Tiene razón. Él no tiene la necesidad de atacarme, de provocarme. No tiene por qué ser quien me tortura con sus llamadas. No tiene necesidad de eso.

—No entiendo... —Se acerca y agarra mi cara con fuerza—. ¿Crees que no soy capaz de poseerte cuando quiera, Thea?

—Santiago, me lastimas —le susurro.

—¿Tan asqueroso crees que soy? ¿Un tipo violento que anda violando mujeres indefensas y golpeando a tipas en sus casas?

—Santiago... —esta vez le hablo con más ánimo. No puedo creer que me encuentre en esta situación con el hombre del que estoy perdidamente enamorada.

Me suelta, se aleja y se ubica en el otro extremo del carro. Su respiración es acelerada. Parece un caballo fuera de control en una competencia olímpica.
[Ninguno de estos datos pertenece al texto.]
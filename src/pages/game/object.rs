use strum::Display;

/// A point in viewport percentage space. `vertical` grows upwards from the bottom edge and
/// `horizontal` grows rightwards from the left edge. Values outside `0..=100` are legal and mean
/// the entity is (partly) off-screen.
#[derive(Debug, Clone, Copy, PartialEq, Default)]
pub struct Position {
    pub vertical: f64,
    pub horizontal: f64,
}

impl Position {
    pub const fn new(vertical: f64, horizontal: f64) -> Self {
        Self { vertical, horizontal }
    }
}

/// Hitbox extent, in the same percentage space as [`Position`].
#[derive(Debug, Clone, Copy, PartialEq, Default)]
pub struct Size {
    pub height: f64,
    pub width: f64,
}

impl Size {
    pub const fn new(height: f64, width: f64) -> Self {
        Self { height, width }
    }
}

#[derive(Debug, Clone, Copy, PartialEq, Eq, Hash, Display)]
pub enum ObstacleSide {
    Bottom,
    /// Drawn upside down.
    Top,
}

#[derive(Debug, Clone, Copy, PartialEq, Eq, Hash, Display)]
pub enum EntityKind {
    Bird,
    Obstacle(ObstacleSide),
    Ground,
}

#[derive(Debug, Clone, Copy, PartialEq, Eq, Hash, PartialOrd, Ord)]
pub struct EntityId(pub u64);

#[derive(Debug, Default)]
pub struct EntityIds {
    next: u64,
}

impl EntityIds {
    pub fn next_id(&mut self) -> EntityId {
        let id = EntityId(self.next);
        self.next += 1;
        id
    }
}

#[derive(Debug, Clone, Copy, PartialEq)]
pub struct Entity {
    id: EntityId,
    kind: EntityKind,
    position: Position,
    size: Size,
}

impl Entity {
    pub fn new(id: EntityId, kind: EntityKind, position: Position, size: Size) -> Self {
        let mut entity = Entity { id, kind, position, size };
        // Keep ground pinned even when constructed with a stray vertical.
        entity.set_vertical(position.vertical);
        entity
    }

    pub fn id(&self) -> EntityId {
        self.id
    }

    pub fn kind(&self) -> EntityKind {
        self.kind
    }

    pub fn position(&self) -> Position {
        self.position
    }

    pub fn size(&self) -> Size {
        self.size
    }

    pub fn vertical(&self) -> f64 {
        self.position.vertical
    }

    pub fn horizontal(&self) -> f64 {
        self.position.horizontal
    }

    /// Ground tiles always sit at vertical 0.
    pub fn set_vertical(&mut self, vertical: f64) {
        self.position.vertical = match self.kind {
            EntityKind::Ground => 0.0,
            _ => vertical,
        };
    }

    pub fn set_horizontal(&mut self, horizontal: f64) {
        self.position.horizontal = horizontal;
    }

    pub fn set_position(&mut self, position: Position) {
        self.set_horizontal(position.horizontal);
        self.set_vertical(position.vertical);
    }

    pub fn move_up(&mut self, step: f64) {
        self.set_vertical(self.vertical() + step);
    }

    pub fn move_down(&mut self, step: f64) {
        self.set_vertical(self.vertical() - step);
    }

    pub fn move_left(&mut self, step: f64) {
        self.set_horizontal(self.horizontal() - step);
    }
}

#[cfg(test)]
mod tests {
    use pretty_assertions::assert_eq;

    use super::*;

    fn bird() -> Entity {
        Entity::new(EntityId(0), EntityKind::Bird, Position::new(58.3, 37.5), Size::new(8.3, 12.5))
    }

    #[test]
    fn test_reads_back_writes_immediately() {
        let mut bird = bird();
        bird.set_vertical(12.0);
        assert_eq!(bird.vertical(), 12.0);
        bird.set_horizontal(-40.25);
        assert_eq!(bird.horizontal(), -40.25);
        assert_eq!(bird.position(), Position::new(12.0, -40.25));
    }

    #[test]
    fn test_no_range_validation() {
        let mut bird = bird();
        bird.set_vertical(-500.0);
        bird.set_horizontal(1e6);
        assert_eq!(bird.position(), Position::new(-500.0, 1e6));
    }

    #[test]
    fn test_moves_are_relative() {
        let mut bird = bird();
        bird.move_up(6.6);
        bird.move_left(0.5);
        assert_eq!(bird.vertical(), 58.3 + 6.6);
        assert_eq!(bird.horizontal(), 37.0);
    }

    #[test]
    fn test_ground_is_pinned_to_zero() {
        let mut ground = Entity::new(EntityId(1), EntityKind::Ground, Position::new(5.0, 100.0), Size::new(16.6, 100.0));
        assert_eq!(ground.vertical(), 0.0);
        ground.set_vertical(30.0);
        ground.move_up(1.0);
        assert_eq!(ground.vertical(), 0.0);
        ground.move_left(0.33);
        assert_eq!(ground.horizontal(), 100.0 - 0.33);
    }

    #[test]
    fn test_ids_are_unique() {
        let mut ids = EntityIds::default();
        let a = ids.next_id();
        let b = ids.next_id();
        assert!(a < b);
    }
}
—Lo siento —murmuro después de unos minutos.

—Ahórratelo.

El chofer estaciona el sedán.

Santiago se baja del vehículo.

—Señorita... —el chofer, que hasta el momento se mantuvo callado, habla— perdone el atrevimiento, pero debo decir que no tiene idea de con qué clase de hombre está tratando. Llevo años trabajando con la familia Dominelli y no puedo decir nada en su contra. Mucho cuidado si en su desesperación pierde a quienes en verdad intentan cuidarla.
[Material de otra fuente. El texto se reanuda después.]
use color_eyre::eyre::Result;
use rand::Rng;
use tracing::{debug, info, trace, warn};

use crate::{
    config::GameConfig,
    pages::game::{
        collision::overlaps,
        object::{Entity, EntityIds, EntityKind},
        pool::{GroundPool, ObstaclePool},
        render::{GameEvent, RenderSink},
        state::{GameState, Status},
    },
};

/// Owns the bird, both pools and the game state, and advances them one tick at a time.
/// Every change is reported to the [`RenderSink`] passed into the call that caused it.
pub struct Engine<R: Rng> {
    config: GameConfig,
    rng: R,
    ids: EntityIds,
    bird: Entity,
    obstacles: ObstaclePool,
    grounds: GroundPool,
    state: GameState,
}

impl<R: Rng> Engine<R> {
    /// Lays out the opening scene and waits in [`Status::Ready`] for [`Engine::start`].
    pub fn new<S: RenderSink>(config: GameConfig, rng: R, sink: &mut S) -> Self {
        let mut ids = EntityIds::default();
        let bird = Entity::new(ids.next_id(), EntityKind::Bird, config.bird_start(), config.bird_size());
        let grounds = GroundPool::new(&config, &mut ids);
        let obstacles = ObstaclePool::new(&config);
        let state = GameState::new(&config);

        let mut engine = Engine { config, rng, ids, bird, obstacles, grounds, state };

        emit_spawned(sink, &engine.bird);
        for ground in engine.grounds.iter() {
            emit_spawned(sink, ground);
        }
        let pair = engine.obstacles.spawn_pair(&mut engine.rng, &mut engine.ids);
        for obstacle in &pair {
            emit_spawned(sink, obstacle);
        }
        engine.emit_board(sink);
        engine
    }

    pub fn config(&self) -> &GameConfig {
        &self.config
    }

    pub fn bird(&self) -> &Entity {
        &self.bird
    }

    #[cfg(test)]
    pub fn bird_mut(&mut self) -> &mut Entity {
        &mut self.bird
    }

    pub fn obstacles(&self) -> &ObstaclePool {
        &self.obstacles
    }

    pub fn grounds(&self) -> &GroundPool {
        &self.grounds
    }

    pub fn state(&self) -> &GameState {
        &self.state
    }

    pub fn status(&self) -> Status {
        self.state.status()
    }

    /// All live entities, back to front.
    pub fn entities(&self) -> impl Iterator<Item = &Entity> {
        self.grounds.iter().chain(self.obstacles.iter()).chain(std::iter::once(&self.bird))
    }

    pub fn start<S: RenderSink>(&mut self, sink: &mut S) -> bool {
        if !self.state.start() {
            warn!("start ignored while {}", self.state.status());
            return false;
        }
        info!("game started");
        sink.on_event(&GameEvent::StatusChanged(self.state.status()));
        true
    }

    /// Boosts the bird right away. Input outside of play is dropped.
    pub fn jump<S: RenderSink>(&mut self, sink: &mut S) -> bool {
        if !self.state.is_playing() {
            return false;
        }
        self.bird.move_up(self.config.jump_boost);
        emit_moved(sink, &self.bird);
        true
    }

    /// One step of the simulation. Does nothing unless the game is being played.
    pub fn tick<S: RenderSink>(&mut self, sink: &mut S) -> Result<Status> {
        if !self.state.is_playing() {
            return Ok(self.state.status());
        }

        self.bird.move_down(self.config.fall_rate);
        emit_moved(sink, &self.bird);

        self.grounds.advance(self.config.scroll_rate);
        if let Some(recycle) = self.grounds.recycle_if_passed(&mut self.ids)? {
            sink.on_event(&GameEvent::Despawned { id: recycle.removed.id() });
            emit_spawned(sink, &recycle.added);
            if let Some(score) = self.state.record_ground_recycle() {
                debug!("score {score}");
                sink.on_event(&GameEvent::Score(score));
            }
        }
        for ground in self.grounds.iter() {
            emit_moved(sink, ground);
        }

        self.obstacles.advance(self.config.scroll_rate);
        if let Some(pair) = self.obstacles.recycle_if_passed()? {
            for obstacle in &pair {
                sink.on_event(&GameEvent::Despawned { id: obstacle.id() });
            }
        }
        if let Some(pair) = self.obstacles.maybe_spawn(&mut self.rng, &mut self.ids)? {
            debug!("spawned pair at offset {:.2}", pair[0].vertical());
            for obstacle in &pair {
                emit_spawned(sink, obstacle);
            }
        }
        for obstacle in self.obstacles.iter() {
            emit_moved(sink, obstacle);
        }

        let collided = self.obstacles.iter().any(|obstacle| overlaps(&self.bird, obstacle));
        if let Some(health) = self.state.resolve_collision(collided) {
            debug!("hit, health {health}");
            sink.on_event(&GameEvent::Health { value: health, level: self.state.health_level() });
        }

        if let Some(cause) = self.state.check_terminal(self.bird.vertical()) {
            info!("game over ({cause}) with score {}", self.state.score());
            sink.on_event(&GameEvent::StatusChanged(self.state.status()));
        }

        trace!(
            bird = self.bird.vertical(),
            obstacles = self.obstacles.len(),
            collided,
            health = self.state.health(),
            "tick"
        );
        Ok(self.state.status())
    }

    /// Fresh bird, fresh obstacles, full health and zero score. Ground keeps scrolling from
    /// where it is.
    pub fn restart<S: RenderSink>(&mut self, sink: &mut S) -> bool {
        if !self.state.restart() {
            warn!("restart ignored while {}", self.state.status());
            return false;
        }

        self.bird.set_position(self.config.bird_start());
        emit_moved(sink, &self.bird);

        for obstacle in self.obstacles.clear() {
            sink.on_event(&GameEvent::Despawned { id: obstacle.id() });
        }
        let pair = self.obstacles.spawn_pair(&mut self.rng, &mut self.ids);
        for obstacle in &pair {
            emit_spawned(sink, obstacle);
        }

        self.emit_board(sink);
        sink.on_event(&GameEvent::StatusChanged(self.state.status()));
        info!("game restarted");
        true
    }

    fn emit_board<S: RenderSink>(&self, sink: &mut S) {
        sink.on_event(&GameEvent::Score(self.state.score()));
        sink.on_event(&GameEvent::Health { value: self.state.health(), level: self.state.health_level() });
    }
}

fn emit_spawned<S: RenderSink>(sink: &mut S, entity: &Entity) {
    sink.on_event(&GameEvent::Spawned { id: entity.id(), kind: entity.kind(), position: entity.position() });
}

fn emit_moved<S: RenderSink>(sink: &mut S, entity: &Entity) {
    sink.on_event(&GameEvent::Moved { id: entity.id(), position: entity.position() });
}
—¿Te bajas o qué? —Santiago se para en la puerta con los brazos cruzados en actitud de golpear lo primero que se le atraviese.

—Ya bajo. —Miro por el retrovisor al chofer, quiero preguntarle tantas cosas, pero con Santiago ahí me limito a asentir y a salir del vehículo.

Estamos en el parqueo superior de una torre que no tenía idea que existía. En mi pánico momentáneo no me percaté de qué tan alto estamos.

Agarra mi bulto y comienza a caminar hacia el elevador. Lo sigo en silencio.

—Santiago... —intento hablarle, pero él sube la mano y me para en seco.

—No lo hagas, Thea. Ya no sirve de nada. Dudaste de mí.

—Pero ¡lo hice porque esto es una situación de mierda! ¿No te das cuenta de cuán terrible es todo esto? ¡Ella está así por mi culpa! —Estoy al borde del llanto.